Passages (2023)

Direction: Ira Sachs
Country: USA

Ira Sachs, the director of Love is Strange (2014) and Little Men (2016), follows up with Passages, an intense drama film that’s neither kitschy nor unrealistic. The film’s Paris is a place where lust and artistic ambition can coexist; and that city atmosphere seems to suit Tomas (Franz Rogowski), a German filmmaker who abandons his longtime English husband, Martin (Ben Whishaw), to have an affair with a woman, Agathe (Adèle Exarchopoulos). 

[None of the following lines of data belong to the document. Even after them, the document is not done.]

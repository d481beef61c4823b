use super::{Record, Recorder};

/// A recorder that ignores any record.
#[derive(Debug, Default, Clone, Copy)]
pub struct NullRecorder;

impl Recorder for NullRecorder {
    /// Discards the given record.
    fn write(&mut self, _record: Record) {}
}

Propelled by desiring forces and emotional ebbs and flows, the film marks a tough period of transition in the lives of these three characters. There’s this cumulative toxicity spread by an electric narcissist who lives according to his own pleasures, without taking others into consideration. Tomas’ unsettling ego is harmed when his dominance fails. Conveying exactly that, Rogowski elevates a story that, although meandering on occasion, is implacably lucid. It’s a painful view of the failures, doubts and losses of love.

Sachs is proficient in capturing the push-and-pull of relationships, and we can feel the jealousy, frustration and tension oozing from the scenes co-written with Mauricio Zacharias, who teams up with the director for the fifth time. In the case of the female character, the screenwriters understood that quiet desperation is often more moving than noisy suffering, and we do feel commiseration for her.

Passages has the ability to be simultaneously disciplined and unpredictable. Even if it doesn’t come with the power of Sachs’ previous works, this is still a lavish and opulent story that ends pungently at the sound of free jazz saxophonist Albert Ayler’s “Rejoice Spirit”.